If you see this task status in Unidesk, and you believe it's a problem (for instance, it's been at that status for several hours) it means that you need to go to vSphere and open the console window of your desktop and see what is happening in Windows.

For instance, if Windows is blue-screening, Support would need to know the STOP code.  If the screen is simply black, check the Performance tab in vSphere, Advanced, CPU, and see if you're getting a spike of CPU usage every few minutes, followed by a flat-line.  That also indicated a blue-screen loop.  Check the timing, and capture the STOP code.

If Windows is rebooting without a blue-screen, it could be a startup script, or a serious configuration error.  If Windows is completely up, login and verify that the network is working, Uniservice is running, and the CachePoint can be pinged.  There are also some considerations for nonpersistent machines where the Ready message will be blocked until some additional tasks, like activation and View integration, have completed.

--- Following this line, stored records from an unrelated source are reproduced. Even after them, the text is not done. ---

//! Wire records handed to the broker client.

use chrono::{DateTime, Utc};

/// One record header. Values are raw bytes, as on the wire.
#[derive(Debug, Clone, PartialEq, Eq)]
pub struct Header {
    pub key: String,
    pub value: Vec<u8>,
}

/// Ordered list of record headers. Keys may repeat.
#[derive(Debug, Clone, Default, PartialEq, Eq)]
pub struct Headers(Vec<Header>);

impl Headers {
    pub fn new() -> Self {
        Self(Vec::new())
    }

    /// Append a header.
    pub fn add(&mut self, key: impl Into<String>, value: impl Into<Vec<u8>>) -> &mut Self {
        self.0.push(Header {
            key: key.into(),
            value: value.into(),
        });
        self
    }

    /// Builder-style `add`.
    pub fn with(mut self, key: impl Into<String>, value: impl Into<Vec<u8>>) -> Self {
        self.add(key, value);
        self
    }

    /// Last value stored under `key`.
    pub fn last(&self, key: &str) -> Option<&[u8]> {
        self.0
            .iter()
            .rev()
            .find(|h| h.key == key)
            .map(|h| h.value.as_slice())
    }

    /// Last value stored under `key`, decoded as UTF-8.
    pub fn last_str(&self, key: &str) -> Option<&str> {
        self.last(key).and_then(|v| std::str::from_utf8(v).ok())
    }

    pub fn iter(&self) -> impl Iterator<Item = &Header> {
        self.0.iter()
    }

    pub fn len(&self) -> usize {
        self.0.len()
    }

    pub fn is_empty(&self) -> bool {
        self.0.is_empty()
    }
}

/// A record ready to be submitted to the broker.
///
/// Key and value are still structured values: the broker client applies the
/// serializers named in the channel configuration.
#[derive(Debug, Clone, PartialEq)]
pub struct ProducerRecord {
    pub topic: String,
    /// `None` lets the broker client pick the partition.
    pub partition: Option<i32>,
    /// `None` lets the broker stamp the record.
    pub timestamp: Option<DateTime<Utc>>,
    pub key: Option<serde_json::Value>,
    pub value: serde_json::Value,
    pub headers: Headers,
}

/// Broker acknowledgement of a successful send.
#[derive(Debug, Clone, PartialEq, Eq)]
pub struct RecordMetadata {
    pub topic: String,
    pub partition: i32,
    pub offset: i64,
}
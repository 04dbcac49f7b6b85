//! Invoker - 宣言されたメソッドを呼び出すための型消去レイヤー
//!
//! # 学習ポイント
//! - 3 つの shape ごとの object-safe trait (`PublisherMethod` / `ProcessorMethod` / `SubscriberMethod`)
//! - Type erasure パターン (`TypedProcessor<T, F>` → `dyn ProcessorMethod`)
//! - owner インスタンスは `Arc<dyn Any>` で受け取り、bind 時に型を検査して呼び出し時に downcast
//!
//! Shape dispatch is the [`Invoker`] enum: every place whose behavior differs
//! per shape matches on it exhaustively.

use std::any::{Any, type_name};
use std::future::Future;
use std::marker::PhantomData;
use std::sync::Arc;

use async_trait::async_trait;
use thiserror::Error;

use crate::domain::channel::Shape;
use crate::domain::errors::BoxError;
use crate::domain::message::Message;
use crate::stream::publisher::MessageStream;

/// Owner instance handed to every invocation.
pub type OwnerInstance = Arc<dyn Any + Send + Sync>;

#[derive(Debug, Error)]
pub enum InvokeError {
    #[error("owner instance is not a `{expected}`")]
    OwnerType { expected: &'static str },

    #[error("{0}")]
    Failed(BoxError),
}

/// Method exposing an outgoing channel only.
pub trait PublisherMethod: Send + Sync {
    /// Type name of the owner this method expects.
    fn owner_type(&self) -> &'static str;

    fn accepts(&self, owner: &OwnerInstance) -> bool;

    fn produce(&self, owner: &OwnerInstance) -> Result<MessageStream, InvokeError>;
}

/// Method transforming one incoming message into one outgoing message.
#[async_trait]
pub trait ProcessorMethod: Send + Sync {
    /// Type name of the owner this method expects.
    fn owner_type(&self) -> &'static str;

    fn accepts(&self, owner: &OwnerInstance) -> bool;

    async fn process(&self, owner: &OwnerInstance, message: Message) -> Result<Message, InvokeError>;
}

/// Method consuming an incoming channel only.
#[async_trait]
pub trait SubscriberMethod: Send + Sync {
    /// Type name of the owner this method expects.
    fn owner_type(&self) -> &'static str;

    fn accepts(&self, owner: &OwnerInstance) -> bool;

    async fn consume(&self, owner: &OwnerInstance, message: Message) -> Result<(), InvokeError>;
}

/// Callable bound to one declared method.
///
/// # Example
/// ```ignore
/// let upper = Invoker::processor(|_owner: Arc<Upper>, message: Message| async move {
///     let text = message.payload().value().as_str().unwrap_or_default().to_uppercase();
///     Ok(message.with_payload(text))
/// });
/// ```
#[derive(Clone)]
pub enum Invoker {
    Publisher(Arc<dyn PublisherMethod>),
    Processor(Arc<dyn ProcessorMethod>),
    Subscriber(Arc<dyn SubscriberMethod>),
}

impl Invoker {
    pub fn shape(&self) -> Shape {
        match self {
            Invoker::Publisher(_) => Shape::Publisher,
            Invoker::Processor(_) => Shape::Processor,
            Invoker::Subscriber(_) => Shape::Subscriber,
        }
    }

    /// Publisher over an owner of type `T`.
    pub fn publisher<T, F>(produce: F) -> Self
    where
        T: Any + Send + Sync,
        F: Fn(Arc<T>) -> MessageStream + Send + Sync + 'static,
    {
        Invoker::Publisher(Arc::new(TypedPublisher {
            f: produce,
            _owner: PhantomData,
        }))
    }

    /// Processor over an owner of type `T`.
    pub fn processor<T, F, Fut>(process: F) -> Self
    where
        T: Any + Send + Sync,
        F: Fn(Arc<T>, Message) -> Fut + Send + Sync + 'static,
        Fut: Future<Output = Result<Message, BoxError>> + Send + 'static,
    {
        Invoker::Processor(Arc::new(TypedProcessor {
            f: process,
            _owner: PhantomData,
        }))
    }

    /// Subscriber over an owner of type `T`.
    pub fn subscriber<T, F, Fut>(consume: F) -> Self
    where
        T: Any + Send + Sync,
        F: Fn(Arc<T>, Message) -> Fut + Send + Sync + 'static,
        Fut: Future<Output = Result<(), BoxError>> + Send + 'static,
    {
        Invoker::Subscriber(Arc::new(TypedSubscriber {
            f: consume,
            _owner: PhantomData,
        }))
    }
}

impl Invoker {
    /// Type name of the owner the bound method was declared over.
    pub fn owner_type(&self) -> &'static str {
        match self {
            Invoker::Publisher(m) => m.owner_type(),
            Invoker::Processor(m) => m.owner_type(),
            Invoker::Subscriber(m) => m.owner_type(),
        }
    }

    /// Whether `owner` can be handed to the bound method.
    pub fn accepts(&self, owner: &OwnerInstance) -> bool {
        match self {
            Invoker::Publisher(m) => m.accepts(owner),
            Invoker::Processor(m) => m.accepts(owner),
            Invoker::Subscriber(m) => m.accepts(owner),
        }
    }
}

impl std::fmt::Debug for Invoker {
    fn fmt(&self, f: &mut std::fmt::Formatter<'_>) -> std::fmt::Result {
        write!(f, "Invoker::{}", self.shape())
    }
}

fn downcast<T: Any + Send + Sync>(owner: &OwnerInstance) -> Result<Arc<T>, InvokeError> {
    Arc::clone(owner)
        .downcast::<T>()
        .map_err(|_| InvokeError::OwnerType {
            expected: type_name::<T>(),
        })
}

struct TypedPublisher<T, F> {
    f: F,
    _owner: PhantomData<fn() -> T>,
}

impl<T, F> PublisherMethod for TypedPublisher<T, F>
where
    T: Any + Send + Sync,
    F: Fn(Arc<T>) -> MessageStream + Send + Sync,
{
    fn owner_type(&self) -> &'static str {
        type_name::<T>()
    }

    fn accepts(&self, owner: &OwnerInstance) -> bool {
        owner.is::<T>()
    }

    fn produce(&self, owner: &OwnerInstance) -> Result<MessageStream, InvokeError> {
        let owner = downcast::<T>(owner)?;
        Ok((self.f)(owner))
    }
}

struct TypedProcessor<T, F> {
    f: F,
    _owner: PhantomData<fn() -> T>,
}

#[async_trait]
impl<T, F, Fut> ProcessorMethod for TypedProcessor<T, F>
where
    T: Any + Send + Sync,
    F: Fn(Arc<T>, Message) -> Fut + Send + Sync,
    Fut: Future<Output = Result<Message, BoxError>> + Send,
{
    fn owner_type(&self) -> &'static str {
        type_name::<T>()
    }

    fn accepts(&self, owner: &OwnerInstance) -> bool {
        owner.is::<T>()
    }

    async fn process(&self, owner: &OwnerInstance, message: Message) -> Result<Message, InvokeError> {
        let owner = downcast::<T>(owner)?;
        (self.f)(owner, message).await.map_err(InvokeError::Failed)
    }
}

struct TypedSubscriber<T, F> {
    f: F,
    _owner: PhantomData<fn() -> T>,
}

#[async_trait]
impl<T, F, Fut> SubscriberMethod for TypedSubscriber<T, F>
where
    T: Any + Send + Sync,
    F: Fn(Arc<T>, Message) -> Fut + Send + Sync,
    Fut: Future<Output = Result<(), BoxError>> + Send,
{
    fn owner_type(&self) -> &'static str {
        type_name::<T>()
    }

    fn accepts(&self, owner: &OwnerInstance) -> bool {
        owner.is::<T>()
    }

    async fn consume(&self, owner: &OwnerInstance, message: Message) -> Result<(), InvokeError> {
        let owner = downcast::<T>(owner)?;
        (self.f)(owner, message).await.map_err(InvokeError::Failed)
    }
}
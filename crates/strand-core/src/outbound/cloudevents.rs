//! Cloud event encoding of outbound records.
//!
//! Binary mode writes the attributes as `ce_*` headers and keeps the payload
//! as the record value. Structured mode serializes the whole event, payload
//! included, as a JSON string value. In both modes an attribute set on the
//! message wins over the channel default.

use std::collections::BTreeMap;

use chrono::{DateTime, SecondsFormat, Utc};
use serde::Serialize;
use serde_json::Value;
use thiserror::Error;
use ulid::Ulid;

use crate::domain::message::Message;
use crate::domain::metadata::OutgoingCloudEventMetadata;
use crate::domain::record::ProducerRecord;

use super::config::OutgoingChannelConfig;
use super::record::RecordFields;

pub const SPEC_VERSION: &str = "1.0";
pub const STRUCTURED_CONTENT_TYPE: &str = "application/cloudevents+json; charset=UTF-8";

const HEADER_PREFIX: &str = "ce_";
const CONTENT_TYPE_HEADER: &str = "content-type";

#[derive(Debug, Clone, PartialEq, Eq, Error)]
pub enum CloudEventError {
    #[error("cannot write a cloud event without the `{0}` attribute")]
    MissingAttribute(&'static str),

    #[error("cannot serialize the cloud event: {0}")]
    Serialize(String),
}

/// Attributes of one event after merging message metadata with channel defaults.
#[derive(Debug, Clone, PartialEq, Serialize)]
struct Attributes {
    specversion: &'static str,
    id: String,
    source: String,
    #[serde(rename = "type")]
    event_type: String,
    #[serde(skip_serializing_if = "Option::is_none")]
    subject: Option<String>,
    #[serde(skip_serializing_if = "Option::is_none")]
    time: Option<String>,
    #[serde(rename = "datacontenttype", skip_serializing_if = "Option::is_none")]
    data_content_type: Option<String>,
    #[serde(rename = "dataschema", skip_serializing_if = "Option::is_none")]
    data_schema: Option<String>,
    #[serde(flatten)]
    extensions: BTreeMap<String, String>,
}

impl Attributes {
    fn resolve(
        metadata: Option<&OutgoingCloudEventMetadata>,
        config: &OutgoingChannelConfig,
    ) -> Result<Self, CloudEventError> {
        let pick = |from_message: Option<&str>, default: &Option<String>| {
            from_message.map(str::to_string).or_else(|| default.clone())
        };

        let source = pick(metadata.and_then(|m| m.source()), &config.cloud_events_source)
            .ok_or(CloudEventError::MissingAttribute("source"))?;
        let event_type = pick(metadata.and_then(|m| m.event_type()), &config.cloud_events_type)
            .ok_or(CloudEventError::MissingAttribute("type"))?;
        let id = metadata
            .and_then(|m| m.id())
            .map(str::to_string)
            .unwrap_or_else(|| Ulid::new().to_string());
        let time = metadata
            .and_then(|m| m.time())
            .or_else(|| config.cloud_events_insert_timestamp.then(Utc::now))
            .map(format_time);

        Ok(Self {
            specversion: SPEC_VERSION,
            id,
            source,
            event_type,
            subject: pick(metadata.and_then(|m| m.subject()), &config.cloud_events_subject),
            time,
            data_content_type: pick(
                metadata.and_then(|m| m.data_content_type()),
                &config.cloud_events_data_content_type,
            ),
            data_schema: pick(metadata.and_then(|m| m.data_schema()), &config.cloud_events_data_schema),
            extensions: metadata.map(|m| m.extensions().clone()).unwrap_or_default(),
        })
    }
}

fn format_time(time: DateTime<Utc>) -> String {
    time.to_rfc3339_opts(SecondsFormat::Millis, true)
}

/// Binary mode: attributes as headers, payload value untouched.
pub fn binary_record(
    message: &Message,
    fields: RecordFields,
    config: &OutgoingChannelConfig,
) -> Result<ProducerRecord, CloudEventError> {
    let metadata = message.get_metadata::<OutgoingCloudEventMetadata>();
    let attributes = Attributes::resolve(metadata, config)?;
    let mut fields = fields;

    let headers = &mut fields.headers;
    headers.add(format!("{HEADER_PREFIX}specversion"), attributes.specversion);
    headers.add(format!("{HEADER_PREFIX}id"), attributes.id);
    headers.add(format!("{HEADER_PREFIX}source"), attributes.source);
    headers.add(format!("{HEADER_PREFIX}type"), attributes.event_type);
    if let Some(subject) = attributes.subject {
        headers.add(format!("{HEADER_PREFIX}subject"), subject);
    }
    if let Some(time) = attributes.time {
        headers.add(format!("{HEADER_PREFIX}time"), time);
    }
    if let Some(schema) = attributes.data_schema {
        headers.add(format!("{HEADER_PREFIX}dataschema"), schema);
    }
    if let Some(content_type) = attributes.data_content_type {
        headers.add(CONTENT_TYPE_HEADER, content_type);
    }
    for (name, value) in attributes.extensions {
        headers.add(format!("{HEADER_PREFIX}{name}"), value);
    }

    Ok(fields.into_record(message.payload().value().clone()))
}

/// Structured mode: the whole event as a JSON string value.
pub fn structured_record(
    message: &Message,
    fields: RecordFields,
    config: &OutgoingChannelConfig,
) -> Result<ProducerRecord, CloudEventError> {
    #[derive(Serialize)]
    struct Envelope<'a> {
        #[serde(flatten)]
        attributes: Attributes,
        data: &'a Value,
    }

    let metadata = message.get_metadata::<OutgoingCloudEventMetadata>();
    let envelope = Envelope {
        attributes: Attributes::resolve(metadata, config)?,
        data: message.payload().value(),
    };
    let encoded = serde_json::to_string(&envelope).map_err(|e| CloudEventError::Serialize(e.to_string()))?;

    let mut fields = fields;
    fields.headers.add(CONTENT_TYPE_HEADER, STRUCTURED_CONTENT_TYPE);
    Ok(fields.into_record(Value::String(encoded)))
}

But neither the Unidesk Management Console, the CachePoint logs, nor your connection broker will have any additional information about this.  You need to ask Windows what's going on.

Depending on what operation you were doing, there are some simple recovery techniques.

If you are creating a new desktop and it never finishes, try with fewer layers.  This could be a layer conflict, and building desktops with no app layers, and then different combinations of app layers, would tell you if this is a problem inherent to the OS layer, or if it's a problem with a specific app layer of combination of app layers.

If you are editing an existing desktop, try reverting the layer change.  You can see the exact changes you made by clicking the (i) for the desktop and scrolling down to the Audit Logs to see what changes were most recently made.  Undo those changes.

If you moved the desktop to a new CachePoint using Backup/Repair, the network may have gotten broken along the way.  In fact, if you login to Windows and find the network broken even without moving it to a new CP, see this KB article: https://support.citrix.com/article/CTX221733

And contact Technical Support for guidance once you've gotten a sense of what Windows is unhappy about.